Yargıtay tarafından bozulan bir hükmün bozma kararının kapsamı dışında kalmış olan kısımları kesinleşir. Bozma kararına uymuş olan mahkeme kesinleşen bu kısımlar hakkında yeniden inceleme yaparak karar veremez. Bir başka anlatımla, kesinleşmiş bu kısımlar, lehine olan taraf yararına usuli kazanılmış hak oluşturur. (04.02.1959 gün ve 13/5 sayılı YİBK)

2. Eldeki davada ise, bozma gereklerinin yerine getirildiğinden bahsedilmesi mümkün değildir. Dairemiz son bozma ilamında da değinildiği üzere “Mahkemece, bozma sonrasında dinlenen tanık beyanlarına göre karar verildiği anlaşılmakta ise de, öncelikle bu tanıkların bordrolu olup, olmadığı hususu tespit edilmeli, davacının iptale konu dönemde fiili çalışma olgusunun varlığı hususunda araştırma yapılması ile iptal bordrolarının verildiği işyerine ait tüm belgeler ile işyerinde çalıştığı anlaşılan ve bildirimlerinin iptal edilmediği belirlenen çalışanların araştırılması ile beyanlarına başvurulması ve davacının iptale konu olan ve 01.01.1978–30.06.1980 tarihleri arasında olduğu anlaşılan sürelerde fiili çalışmasının varlığı hususu irdelenmeli ve sonucuna göre bir karar verilmelidir.” açıklayıcı ve yol gösterici bozmanın gereklerinin tam olarak yerine getirildiğinden bahsedilemez.

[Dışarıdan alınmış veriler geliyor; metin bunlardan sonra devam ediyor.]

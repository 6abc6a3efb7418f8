use crate::args::{parse_conditional, parse_iteration, parse_section_args, parse_simple_arg};
use crate::ast::{Alternate, CaseArm, Conditional, Node};
use crate::directive::DirectiveRegistry;
use crate::error::{SyntaxError, SyntaxErrorKind};
use crate::token::{Keyword, Token, TokenKind};

type ParseResult<T> = Result<T, SyntaxError>;

/// Directive keywords that may close the body currently being parsed.
#[derive(Debug, Clone, Copy, PartialEq, Eq)]
enum Term {
    End,
    Elif,
    Else,
    Case,
    Default,
}

impl Term {
    fn matches(self, keyword: &Keyword) -> bool {
        matches!(
            (self, keyword),
            (Self::End, Keyword::End)
                | (Self::Elif, Keyword::Elif)
                | (Self::Else, Keyword::Else)
                | (Self::Case, Keyword::Case)
                | (Self::Default, Keyword::Default)
        )
    }
}

/// The block whose body is being parsed, for unclosed-block reporting.
#[derive(Debug, Clone, Copy)]
struct OpenBlock<'a> {
    directive: &'a str,
    line: usize,
    column: usize,
}

struct Parser<'r> {
    tokens: Vec<Token>,
    pos: usize,
    registry: &'r DirectiveRegistry,
}

impl Parser<'_> {
    fn peek(&self) -> &Token {
        &self.tokens[self.pos.min(self.tokens.len() - 1)]
    }

    fn bump(&mut self) -> Token {
        let token = self.tokens[self.pos.min(self.tokens.len() - 1)].clone();
        if self.pos < self.tokens.len() {
            self.pos += 1;
        }
        token
    }

    /// Parses a node sequence until a terminator directive (left
    /// unconsumed) or end of input. Adjacent text/newline tokens are
    /// coalesced into a single Text node with whitespace intact.
    fn parse_nodes(&mut self, terms: &[Term], open: Option<OpenBlock<'_>>) -> ParseResult<Vec<Node>> {
        let mut nodes = Vec::new();
        let mut text = String::new();

        macro_rules! flush {
            () => {
                if !text.is_empty() {
                    nodes.push(Node::Text(std::mem::take(&mut text)));
                }
            };
        }

        loop {
            let kind = self.peek().kind.clone();
            match kind {
                TokenKind::Eof => {
                    if let Some(block) = open {
                        return Err(SyntaxError::new(
                            block.line,
                            block.column,
                            SyntaxErrorKind::UnclosedBlock {
                                directive: block.directive.to_string(),
                            },
                        ));
                    }
                    flush!();
                    return Ok(nodes);
                }
                TokenKind::Text | TokenKind::Newline => {
                    let token = self.bump();
                    text.push_str(&token.text);
                }
                TokenKind::CommentLine | TokenKind::CommentBlock => {
                    self.bump();
                }
                TokenKind::Variable => {
                    flush!();
                    let token = self.bump();
                    nodes.push(parse_variable(&token)?);
                }
                TokenKind::Directive(keyword) => {
                    if terms.iter().any(|t| t.matches(&keyword)) {
                        flush!();
                        return Ok(nodes);
                    }
                    flush!();
                    let node = self.parse_directive()?;
                    nodes.push(node);
                }
                // Inline kinds never appear in the document stream.
                _ => {
                    let token = self.bump();
                    return Err(SyntaxError::new(
                        token.line,
                        token.column,
                        SyntaxErrorKind::Expected {
                            description: format!("template content, found '{}'", token.text),
                        },
                    ));
                }
            }
        }
    }

    fn parse_directive(&mut self) -> ParseResult<Node> {
        let token = self.bump();
        let TokenKind::Directive(keyword) = token.kind.clone() else {
            unreachable!("parse_directive called on non-directive token");
        };
        let (line, column) = (token.line, token.column);
        match keyword {
            Keyword::Section => {
                let args = parse_section_args(&token.text, line, column)?;
                let open = OpenBlock { directive: "section", line, column };
                let children = self.parse_nodes(&[Term::End], Some(open))?;
                self.bump(); // @end
                Ok(Node::Section { name: args.name, attributes: args.attributes, children })
            }
            Keyword::If => {
                let condition = parse_conditional(&token.text, line, column)?;
                let chain = self.parse_if_chain(condition, line, column)?;
                Ok(Node::Conditional(chain))
            }
            Keyword::Each => {
                let args = parse_iteration(&token.text, line, column)?;
                let open = OpenBlock { directive: "each", line, column };
                let children = self.parse_nodes(&[Term::End], Some(open))?;
                self.bump();
                Ok(Node::Iteration {
                    item_name: args.item_name,
                    index_name: args.index_name,
                    array_path: args.array_path,
                    children,
                })
            }
            Keyword::Switch => self.parse_switch(token.text.clone(), line, column),
            Keyword::Examples => self.parse_examples(token.text.clone(), line, column),
            Keyword::Include | Keyword::Extends => {
                let name = keyword.name().to_string();
                let raw_args = parse_simple_arg(&token.text, line, column)?;
                Ok(Node::Directive { name, raw_args, children: None, line, column })
            }
            Keyword::Custom(name) => {
                let children = if self.registry.has_body(&name) {
                    let open = OpenBlock { directive: &name, line, column };
                    let body = self.parse_nodes(&[Term::End], Some(open))?;
                    self.bump();
                    Some(body)
                } else {
                    None
                };
                Ok(Node::Directive { name, raw_args: token.text.clone(), children, line, column })
            }
            // Control keywords with no enclosing block to close.
            Keyword::End | Keyword::Elif | Keyword::Else | Keyword::Case | Keyword::Default => {
                Err(SyntaxError::new(
                    line,
                    column,
                    SyntaxErrorKind::UnexpectedKeyword { keyword: keyword.name().to_string() },
                ))
            }
        }
    }

    /// `@if`/`@elif`/`@else` chains are right-nested: each `@elif`
    /// becomes the alternate of the previous link, wrapped as another
    /// conditional; a trailing `@else` is the innermost alternate.
    fn parse_if_chain(
        &mut self,
        condition: String,
        line: usize,
        column: usize,
    ) -> ParseResult<Conditional> {
        let open = OpenBlock { directive: "if", line, column };
        let consequent = self.parse_nodes(&[Term::Elif, Term::Else, Term::End], Some(open))?;

        let next = self.bump();
        let alternate = match next.kind {
            TokenKind::Directive(Keyword::Elif) => {
                let elif_condition = parse_conditional(&next.text, next.line, next.column)?;
                let nested = self.parse_if_chain(elif_condition, next.line, next.column)?;
                Some(Box::new(Alternate::Elif(nested)))
            }
            TokenKind::Directive(Keyword::Else) => {
                let body = self.parse_nodes(&[Term::End], Some(open))?;
                self.bump(); // @end
                Some(Box::new(Alternate::Else(body)))
            }
            TokenKind::Directive(Keyword::End) => None,
            _ => unreachable!("if body terminated on unexpected token"),
        };

        Ok(Conditional { condition, consequent, alternate, line, column })
    }

    fn parse_switch(&mut self, subject: String, line: usize, column: usize) -> ParseResult<Node> {
        let open = OpenBlock { directive: "switch", line, column };

        // Anything before the first @case is structural whitespace at
        // best; it is discarded.
        self.parse_nodes(&[Term::Case, Term::Default, Term::End], Some(open))?;

        let mut cases = Vec::new();
        let mut default = None;
        loop {
            let token = self.bump();
            match token.kind {
                TokenKind::Directive(Keyword::Case) => {
                    let value = token.text.trim().to_string();
                    if value.is_empty() {
                        return Err(SyntaxError::message(
                            token.line,
                            token.column,
                            "Case directive requires a value argument",
                        ));
                    }
                    let children =
                        self.parse_nodes(&[Term::Case, Term::Default, Term::End], Some(open))?;
                    cases.push(CaseArm { value, children });
                }
                TokenKind::Directive(Keyword::Default) => {
                    if !token.text.trim().is_empty() {
                        return Err(SyntaxError::message(
                            token.line,
                            token.column,
                            "@default directive does not accept arguments",
                        ));
                    }
                    let children = self.parse_nodes(&[Term::End], Some(open))?;
                    default = Some(children);
                }
                TokenKind::Directive(Keyword::End) => {
                    return Ok(Node::Switch { subject, cases, default, line, column });
                }
                _ => unreachable!("switch body terminated on unexpected token"),
            }
        }
    }

    /// `@examples` owns `case` as its own body keyword: each `@case`
    /// is a leaf entry carrying attribute text, not a block arm.
    fn parse_examples(&mut self, raw_args: String, line: usize, column: usize) -> ParseResult<Node> {
        let mut cases = Vec::new();
        loop {
            let token = self.bump();
            match &token.kind {
                TokenKind::Directive(Keyword::Case) => {
                    cases.push(Node::Directive {
                        name: "case".to_string(),
                        raw_args: token.text.clone(),
                        children: None,
                        line: token.line,
                        column: token.column,
                    });
                }
                TokenKind::Directive(Keyword::End) => {
                    return Ok(Node::Directive {
                        name: "examples".to_string(),
                        raw_args,
                        children: Some(cases),
                        line,
                        column,
                    });
                }
                TokenKind::Text | TokenKind::Newline
                | TokenKind::CommentLine | TokenKind::CommentBlock => {}
                TokenKind::Eof => {
                    return Err(SyntaxError::new(
                        line,
                        column,
                        SyntaxErrorKind::UnclosedBlock { directive: "examples".to_string() },
                    ));
                }
                _ => {
                    return Err(SyntaxError::message(
                        token.line,
                        token.column,
                        "Only @case entries are allowed inside @examples",
                    ));
                }
            }
        }
    }
}
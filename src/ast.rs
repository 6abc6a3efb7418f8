use std::collections::BTreeMap;

/// Raw string value of an attribute, quoted values already decoded.
pub type Attributes = BTreeMap<String, String>;

/// A node of the parsed template tree.
///
/// Block-owning variants only ever carry a complete, closed body: the
/// parser refuses to emit a node whose `@end` was not observed.
#[derive(Debug, Clone, PartialEq)]
pub enum Node {
    /// A literal run of text, whitespace preserved exactly.
    Text(String),
    Variable {
        /// Dotted/bracketed lookup path, e.g. `user.roles[0]`.
        path: String,
        /// Decoded default literal from `@{path|"default"}`.
        default: Option<String>,
    },
    Section {
        name: String,
        attributes: Attributes,
        children: Vec<Node>,
    },
    Conditional(Conditional),
    Iteration {
        item_name: String,
        index_name: Option<String>,
        array_path: String,
        children: Vec<Node>,
    },
    Switch {
        /// Raw subject expression; may be empty at parse time, which the
        /// switch executor rejects when the node runs.
        subject: String,
        cases: Vec<CaseArm>,
        default: Option<Vec<Node>>,
        line: usize,
        column: usize,
    },
    /// Extensible directives: include, extends, examples, custom.
    /// The parser carries `raw_args` forward uninterpreted; the
    /// directive's handler owns argument parsing and validation.
    Directive {
        name: String,
        raw_args: String,
        children: Option<Vec<Node>>,
        line: usize,
        column: usize,
    },
}

/// One `@if`/`@elif` link. `@elif` chains are right-nested: each link's
/// alternate is either a plain `@else` body or another conditional.
#[derive(Debug, Clone, PartialEq)]
pub struct Conditional {
    /// Raw condition expression, evaluated at render time.
    pub condition: String,
    pub consequent: Vec<Node>,
    pub alternate: Option<Box<Alternate>>,
    pub line: usize,
    pub column: usize,
}

#[derive(Debug, Clone, PartialEq)]
pub enum Alternate {
    Elif(Conditional),
    Else(Vec<Node>),
}

#[derive(Debug, Clone, PartialEq)]
pub struct CaseArm {
    /// Raw case value: a literal or a variable path, resolved against
    /// the current scope when the switch executes.
    pub value: String,
    pub children: Vec<Node>,
}

impl Node {
    /// Section accessor used by the inheritance resolver.
    pub(crate) fn as_section(&self) -> Option<(&str, &Attributes)> {
        match self {
            Node::Section { name, attributes, .. } => Some((name.as_str(), attributes)),
            _ => None,
        }
    }
}
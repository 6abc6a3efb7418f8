//! Hierarchical variable scope: a stack of immutable mapping frames
//! over the caller-supplied data context. Lookups walk innermost frame
//! outward; frames are pushed per iteration/case body and popped when
//! that body finishes, so loop bindings never leak across siblings.

use serde_json::{Map, Value};

#[derive(Debug, Clone, PartialEq)]
enum Segment {
    Key(String),
    Index(usize),
}

/// Splits `a.b[0]["key"]` into lookup segments. Returns `None` for
/// text that is not a path; resolution then falls through to the
/// variable's default.
fn parse_path(path: &str) -> Option<Vec<Segment>> {
    let chars: Vec<char> = path.chars().collect();
    let mut segments = Vec::new();
    let mut i = 0;
    while i < chars.len() {
        match chars[i] {
            '.' => {
                i += 1;
                if i >= chars.len() {
                    return None;
                }
            }
            '[' => {
                i += 1;
                if i >= chars.len() {
                    return None;
                }
                if chars[i] == '"' || chars[i] == '\'' {
                    let quote = chars[i];
                    i += 1;
                    let start = i;
                    while i < chars.len() && chars[i] != quote {
                        i += 1;
                    }
                    if i >= chars.len() {
                        return None;
                    }
                    segments.push(Segment::Key(chars[start..i].iter().collect()));
                    i += 1;
                } else {
                    let start = i;
                    while i < chars.len() && chars[i].is_ascii_digit() {
                        i += 1;
                    }
                    if start == i {
                        return None;
                    }
                    let digits: String = chars[start..i].iter().collect();
                    segments.push(Segment::Index(digits.parse().ok()?));
                }
                if i >= chars.len() || chars[i] != ']' {
                    return None;
                }
                i += 1;
            }
            c if c.is_ascii_alphanumeric() || c == '_' || c == '-' => {
                let start = i;
                while i < chars.len()
                    && (chars[i].is_ascii_alphanumeric() || chars[i] == '_' || chars[i] == '-')
                {
                    i += 1;
                }
                segments.push(Segment::Key(chars[start..i].iter().collect()));
            }
            _ => return None,
        }
    }
    if segments.is_empty() { None } else { Some(segments) }
}

/// The lookup chain for one render. The bottom frame borrows the
/// caller's data context; each pushed frame owns only its loop/case
/// bindings.
#[derive(Debug)]
pub struct Scope<'a> {
    base: &'a Map<String, Value>,
    frames: Vec<Map<String, Value>>,
}

impl<'a> Scope<'a> {
    pub fn new(base: &'a Map<String, Value>) -> Self {
        Self { base, frames: Vec::new() }
    }

    pub(crate) fn push_frame(&mut self, frame: Map<String, Value>) {
        self.frames.push(frame);
    }

    pub(crate) fn pop_frame(&mut self) {
        self.frames.pop();
    }

    /// Resolves a dotted/bracketed path against the chain, innermost
    /// frame first. `None` means the path (or any segment of it) is
    /// undefined; that is never an error at this layer.
    pub fn resolve(&self, path: &str) -> Option<Value> {
        let segments = parse_path(path)?;
        let first = match segments.first()? {
            Segment::Key(name) => name,
            Segment::Index(_) => return None,
        };
        let mut current = self
            .frames
            .iter()
            .rev()
            .find_map(|frame| frame.get(first))
            .or_else(|| self.base.get(first))?;
        for segment in &segments[1..] {
            current = match (segment, current) {
                (Segment::Key(name), Value::Object(map)) => map.get(name)?,
                (Segment::Index(idx), Value::Array(items)) => items.get(*idx)?,
                _ => return None,
            };
        }
        Some(current.clone())
    }
}

/// Scalars render verbatim (no quotes), `null` renders empty, and
/// non-scalar values serialize as compact JSON.
pub(crate) fn stringify(value: &Value) -> String {
    match value {
        Value::Null => String::new(),
        Value::String(s) => s.clone(),
        Value::Bool(b) => b.to_string(),
        Value::Number(n) => n.to_string(),
        Value::Array(_) | Value::Object(_) => {
            serde_json::to_string(value).unwrap_or_default()
        }
    }
}

/// Indented JSON for non-scalars, used by the examples directive.
pub(crate) fn stringify_pretty(value: &Value) -> String {
    match value {
        Value::Array(_) | Value::Object(_) => {
            serde_json::to_string_pretty(value).unwrap_or_default()
        }
        other => stringify(other),
    }
}

/// Falsy: null, false, 0, empty string, empty array, empty object.
/// Empty iterables counting as false follows the engine's treatment of
/// absent iteration sources.
pub(crate) fn truthy(value: &Value) -> bool {
    match value {
        Value::Null => false,
        Value::Bool(b) => *b,
        Value::Number(n) => n.as_f64().is_some_and(|f| f != 0.0),
        Value::String(s) => !s.is_empty(),
        Value::Array(items) => !items.is_empty(),
        Value::Object(map) => !map.is_empty(),
    }
}
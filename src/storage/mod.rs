mod schema;

use crate::data::Dataset;
use crate::error::Result;
use rusqlite::Connection;

pub use schema::get_meta;

/// Copy both tables into a fresh in-memory SQLite database.
///
/// Tables: `transactions`, `rfm` and `meta` (source paths and date bounds).
pub fn open_in_memory(dataset: &Dataset) -> Result<Connection> {
    let mut conn = Connection::open_in_memory()?;
    schema::create_tables(&conn)?;

    let tx = conn.transaction()?;
    {
        let mut stmt = tx.prepare_cached(
            "INSERT INTO transactions
                (customer_id, customer_state, order_purchase_timestamp, purchase_date, payment_value)
             VALUES (?, ?, ?, ?, ?)",
        )?;
        for t in &dataset.transactions {
            stmt.execute(rusqlite::params![
                t.customer_id,
                t.customer_state,
                t.purchased_at.format("%Y-%m-%d %H:%M:%S").to_string(),
                t.purchase_date().format("%Y-%m-%d").to_string(),
                t.payment_value,
            ])?;
        }
    }
    {
        let mut stmt = tx.prepare_cached(
            "INSERT INTO rfm (customer_id, recency, frequency, monetary, segment)
             VALUES (?, ?, ?, ?, ?)",
        )?;
        for c in &dataset.customers {
            stmt.execute(rusqlite::params![
                c.customer_id,
                c.recency,
                c.frequency,
                c.monetary,
                c.segment,
            ])?;
        }
    }

    schema::set_meta(
        &tx,
        "transactions_path",
        &dataset.paths.transactions.display().to_string(),
    )?;
    schema::set_meta(&tx, "rfm_path", &dataset.paths.rfm.display().to_string())?;
    if let Some(bounds) = dataset.bounds {
        schema::set_meta(&tx, "min_date", &bounds.min.to_string())?;
        schema::set_meta(&tx, "max_date", &bounds.max.to_string())?;
    }
    tx.commit()?;

    tracing::debug!(
        transactions = dataset.transactions.len(),
        customers = dataset.customers.len(),
        "tables copied into SQLite"
    );
    Ok(conn)
}
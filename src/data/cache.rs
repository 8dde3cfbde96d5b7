use super::loader::Dataset;
use crate::config::DataPaths;
use crate::error::Result;
use std::collections::HashMap;
use std::rc::Rc;

/// Session cache of loaded datasets, owned by the composition root.
///
/// Loading the same pair of paths twice hands back the first `Rc` without
/// touching disk again.
#[derive(Default)]
pub struct DataCache {
    entries: HashMap<DataPaths, Rc<Dataset>>,
    disk_loads: usize,
}

impl DataCache {
    pub fn new() -> Self {
        Self::default()
    }

    pub fn get_or_load(&mut self, paths: &DataPaths) -> Result<Rc<Dataset>> {
        if let Some(dataset) = self.entries.get(paths) {
            tracing::debug!(transactions = %paths.transactions.display(), "dataset cache hit");
            return Ok(Rc::clone(dataset));
        }

        let dataset = Rc::new(Dataset::load(paths)?);
        self.disk_loads += 1;
        self.entries.insert(paths.clone(), Rc::clone(&dataset));
        Ok(dataset)
    }

    /// Number of times a dataset was actually read from disk
    pub fn disk_loads(&self) -> usize {
        self.disk_loads
    }
}
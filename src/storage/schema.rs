use rusqlite::{Connection, OptionalExtension};

/// Create all tables (drops existing tables first to ensure clean state)
pub fn create_tables(conn: &Connection) -> rusqlite::Result<()> {
    conn.execute_batch(
        r#"
        DROP TABLE IF EXISTS transactions;
        DROP TABLE IF EXISTS rfm;
        DROP TABLE IF EXISTS meta;

        -- Metadata table
        CREATE TABLE meta (
            key TEXT PRIMARY KEY,
            value TEXT NOT NULL
        );

        -- One row per order line; purchase_date is the day-truncated timestamp
        CREATE TABLE transactions (
            id INTEGER PRIMARY KEY,
            customer_id TEXT NOT NULL,
            customer_state TEXT NOT NULL,
            order_purchase_timestamp TEXT NOT NULL,
            purchase_date TEXT NOT NULL,
            payment_value REAL NOT NULL
        );

        CREATE INDEX idx_transactions_date ON transactions(purchase_date);
        CREATE INDEX idx_transactions_state ON transactions(customer_state);

        -- One row per customer
        CREATE TABLE rfm (
            customer_id TEXT NOT NULL,
            recency REAL NOT NULL,
            frequency REAL NOT NULL,
            monetary REAL NOT NULL,
            segment TEXT NOT NULL
        );

        CREATE INDEX idx_rfm_customer ON rfm(customer_id);
        CREATE INDEX idx_rfm_segment ON rfm(segment);
        "#,
    )
}

/// Set a metadata key
pub fn set_meta(conn: &Connection, key: &str, value: &str) -> rusqlite::Result<()> {
    conn.execute(
        "INSERT OR REPLACE INTO meta (key, value) VALUES (?, ?)",
        [key, value],
    )?;
    Ok(())
}

/// Get a metadata key
pub fn get_meta(conn: &Connection, key: &str) -> rusqlite::Result<Option<String>> {
    conn.query_row("SELECT value FROM meta WHERE key = ?", [key], |row| {
        row.get(0)
    })
    .optional()
}

#[cfg(test)]
mod tests {
    use super::*;

    #[test]
    fn test_meta_round_trip_and_missing_key() {
        let conn = Connection::open_in_memory().unwrap();
        create_tables(&conn).unwrap();
        set_meta(&conn, "min_date", "2017-01-01").unwrap();
        set_meta(&conn, "min_date", "2016-09-04").unwrap();

        assert_eq!(get_meta(&conn, "min_date").unwrap().as_deref(), Some("2016-09-04"));
        assert_eq!(get_meta(&conn, "max_date").unwrap(), None);
    }
}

Mahkemece dinlenen tanıkların hizmet dökümleri dosya arasına alınmış, tanık … dinlenilmek suretiyle de davanın reddine karar verilmiş ise de yapılan araştırma ve inceleme hüküm kurmaya elverişli değildir.

3.Mahkemece yapılacak iş; bozma ilamında da açıkça belirtildiği üzere davacının iptale konu dönemde fiili çalışma olgusunun varlığı hususunda araştırma yapılması ile iptal bordrolarının verildiği işyerine ait tüm belgeler ile işyerinde çalıştığı anlaşılan ve bildirimlerinin iptal edilmediği belirlenen çalışanlar araştırılarak beyanlarına başvurulmalı, davacının iptale konu olan ve 01.01.1978–30.06.1980 tarihleri arasında olduğu anlaşılan sürelerde fiili çalışmasının varlığı hiçbir kuşku ve duraksamaya yer vermeyecek şekilde belirlenip, sonucuna göre bir karar verilmelidir.

VII. KARAR
Açıklanan sebeplerle,
1. Temyiz olunan, İlk Derece Mahkemesi kararının BOZULMASINA,

Peşin alınan temyiz harcının istek halinde temyiz eden ilgiliye iadesine,

Dosyanın kararı veren İlk Derece Mahkemesine gönderilmesine,

05.04.2023 tarihinde oy birliğiyle karar verildi.